Menopause has a variety of well-known signs that most women expect as they make the transition—hot flashes, sleepless nights, and mood swings. Many women aren’t prepared to deal with the host of other symptoms that crop up. From changes in body odor to heart palpitations, the process of menopause is a wild ride.
Some of the lesser-known symptoms that women experience are nerve issues like tingling, numbness, and electric shock sensations, which are usually felt just under the skin. It can either be a crawling or stinging sensation or feel like a sudden jolt or snap of a rubber band. Although these sensations can occur anywhere, they are more commonly felt on the head or extremities.
Episodes of electric shock sensations (ESS) are typically short-lived, sometimes only a few seconds long, and may appear singly or in clusters. In many cases, these shocking sensations are a precursor to other menopausal symptoms, particularly hot flashes.
This condition is believed to be triggered by the fluctuating hormone levels of menopause. The decrease in estrogen may trigger the neurons to misfire, but how it does this is still unknown. There isn’t always a clear trigger for when an electric shock sensation will strike. However, some circumstances, such as stress, a sedentary lifestyle, overuse of alcohol, or significant life changes, may increase the chances of experiencing shocks.
Electric shock sensations may frequently be caused by the rapidly shifting hormones at certain times of a woman’s life, including puberty, pregnancy, breastfeeding, and menopause. Still, they can also be caused by other circumstances. Some conditions that can trigger electric shock sensations include:
ESS may also mimic the abnormal sensations known as dysesthesia, which are commonly related to Multiple Sclerosis but are typically much less painful.
From lifestyle changes to conventional medications, there are many viable options for preventing and treating these distracting and distressing jolts of pain. Let’s take a look at what options are available.
Changing your lifestyle can help to reduce your chances of experiencing electric shock sensations. Small changes to your daily exercise routine, nutrition, and self-care regimen can profoundly influence many aspects of human health, including nerve health. In many cases, this reduces the likelihood of experiencing electric shock sensations.
There are many ways that we can adjust our daily diet to improve our nerve health and balance our hormones. Deficiencies in vitamin B12, omega-3 fatty acids, or magnesium can lead to an increase in shock sensations. Supplementing your diet with foods high in these elements like nuts, leafy greens, fatty fish, and beans can help balance any deficits.

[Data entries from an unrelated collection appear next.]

//! Receive buffer and frame extraction
//!
//! The receive task appends whatever the socket hands it and then pulls
//! complete messages out until the codec asks for more bytes. Consumed bytes
//! are compacted away lazily, once the cursor passes half the buffer or the
//! buffer runs dry.

use crate::traits::{LinkError, MessageCodec, Result};

/// A message pulled off the stream
#[derive(Debug)]
pub struct Decoded<M> {
    pub kind: u16,
    pub message: M,
}

/// Owns the receive buffer and a read cursor into it
///
/// Only the receive task touches a `FrameReceiver`; there is no locking.
pub struct FrameReceiver {
    buffer: Vec<u8>,
    cursor: usize,
    max_frame_size: usize,
}

impl FrameReceiver {
    /// # Arguments
    /// * `capacity` - Initial buffer size, normally the socket read size
    /// * `max_frame_size` - Largest frame accepted, whole or still partial,
    ///   before the stream is declared corrupt
    pub fn new(capacity: usize, max_frame_size: usize) -> Self {
        Self {
            buffer: Vec::with_capacity(capacity),
            cursor: 0,
            max_frame_size,
        }
    }

    /// Append bytes from a completed read
    pub fn extend(&mut self, bytes: &[u8]) {
        self.buffer.extend_from_slice(bytes);
    }

    /// Bytes received but not yet decoded
    pub fn pending(&self) -> usize {
        self.buffer.len() - self.cursor
    }

    /// Decode the next complete message, if one is buffered
    ///
    /// # Returns
    /// * `Ok(Some(decoded))` - One message, cursor advanced past it
    /// * `Ok(None)` - Need more bytes
    /// * `Err(LinkError)` - Codec rejected the stream or a frame outgrew
    ///   `max_frame_size`
    pub fn next_message<C: MessageCodec>(&mut self, codec: &C) -> Result<Option<Decoded<C::Message>>> {
        let unread = &self.buffer[self.cursor..];
        if unread.is_empty() {
            self.compact();
            return Ok(None);
        }

        match codec.decode(unread)? {
            Some((message, consumed)) => {
                if consumed == 0 || consumed > unread.len() {
                    return Err(LinkError::Codec(format!(
                        "codec consumed {} of {} bytes",
                        consumed,
                        unread.len()
                    )));
                }
                if consumed > self.max_frame_size {
                    return Err(LinkError::FrameTooLarge {
                        size: consumed,
                        limit: self.max_frame_size,
                    });
                }
                self.cursor += consumed;
                if self.cursor * 2 >= self.buffer.len() {
                    self.compact();
                }
                Ok(Some(Decoded {
                    kind: codec.kind(&message),
                    message,
                }))
            }
            None => {
                if unread.len() > self.max_frame_size {
                    return Err(LinkError::FrameTooLarge {
                        size: unread.len(),
                        limit: self.max_frame_size,
                    });
                }
                self.compact();
                Ok(None)
            }
        }
    }

    fn compact(&mut self) {
        if self.cursor > 0 {
            self.buffer.drain(..self.cursor);
            self.cursor = 0;
        }
    }
}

Certain plants, known as phytoestrogens, imitate estrogen in the bloodstream. They bond with the same receptors and sometimes reduce symptoms of estrogen imbalance. Phytoestrogens have a weaker effect on our systems than natural estrogen, however, as the bond to the receptor is weaker. Most vegetables and grains contain at least some phytoestrogens. Some vegetables and grains have more of these compounds than others, with soy, sesame seeds, tomatoes, turmeric, and flax seeds all near the top of the list.

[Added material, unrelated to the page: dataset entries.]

use thiserror::Error;

/// Main error type for linkwire
#[derive(Error, Debug)]
pub enum LinkError {
    /// A required argument was missing or empty
    #[error("Invalid argument: {0}")]
    InvalidArgument(String),

    /// The requested capability is not offered by this transport
    #[error("Not supported: {0}")]
    NotSupported(String),

    /// Operation invoked in the wrong connection state
    #[error("Invalid operation: {0}")]
    InvalidOperation(String),

    /// Socket-level failure
    #[error("I/O error: {0}")]
    Io(#[from] std::io::Error),

    /// Message could not be encoded or decoded
    #[error("Codec error: {0}")]
    Codec(String),

    /// Inbound frame exceeded the configured limit
    #[error("Frame too large: {size} bytes (limit {limit})")]
    FrameTooLarge { size: usize, limit: usize },

    /// Channel send error
    #[error("Channel send error: {0}")]
    ChannelSend(String),

    /// Configuration error
    #[error("Configuration error: {0}")]
    Configuration(String),

    /// Timeout error
    #[error("Operation timed out: {0}")]
    Timeout(String),
}

impl From<serde_json::Error> for LinkError {
    fn from(err: serde_json::Error) -> Self {
        LinkError::Codec(err.to_string())
    }
}

/// Result type for linkwire operations
pub type Result<T> = std::result::Result<T, LinkError>;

Staying as physically fit as possible will help to nourish your nervous system and endocrine glands. This reduces the chance that you will experience nerve-related symptoms like electric shock sensations. Exercising regularly can help counteract weight gain caused by shifting hormones and may even reduce the frequency and intensity of mood swings.
Individuals who are exercising to reduce electric shock sensations should blend cardio and strength exercises. Exercise practices like yoga and tai chi have added benefits, providing calm and focus as well as improving strength.
Stress is a major trigger when it comes to electric shock sensations. Finding ways to reduce stress in your life should help to prevent them from occurring. Those who have experienced electric shock sensations may find that getting more sleep and quitting any addictions to nicotine or alcohol may help. Mindfulness and deep breathing exercises are often beneficial in managing stress and have the added benefit of not requiring any special equipment to execute.
Some herbal supplements may also help improve the balance of hormones in our system and protect our nerves. However, long-term use of supplemental phytoestrogens can reduce the body’s ability to produce its own estrogen. Hormone regulating supplements nourish the hormonal gland rather than replace the hormone and are therefore safer for long-term use.
For those who experience intense pain due to ESS, over-the-counter pain medications may be helpful for short-term relief. Shock sensations are often triggered by specific diseases and disorders. Treating the underlying disorder often provides significant relief from the frustration and discomfort of this condition.
When the cause of the pain is believed to be low estrogen, many doctors recommend hormone replacement therapy as a way to increase the estrogen in the body. This treatment is often effective, but it also has some drawbacks, so it is important to discuss all of your options with your doctor.
This symptom of menopause affects numerous women going through menopause or perimenopause and isn’t often discussed. While not life-threatening, it’s an uncomfortable condition that can make it challenging to get things done. If you are experiencing electric shock sensations regularly, contact a medical health professional. They can help to rule out underlying causes and discuss possible options for relief.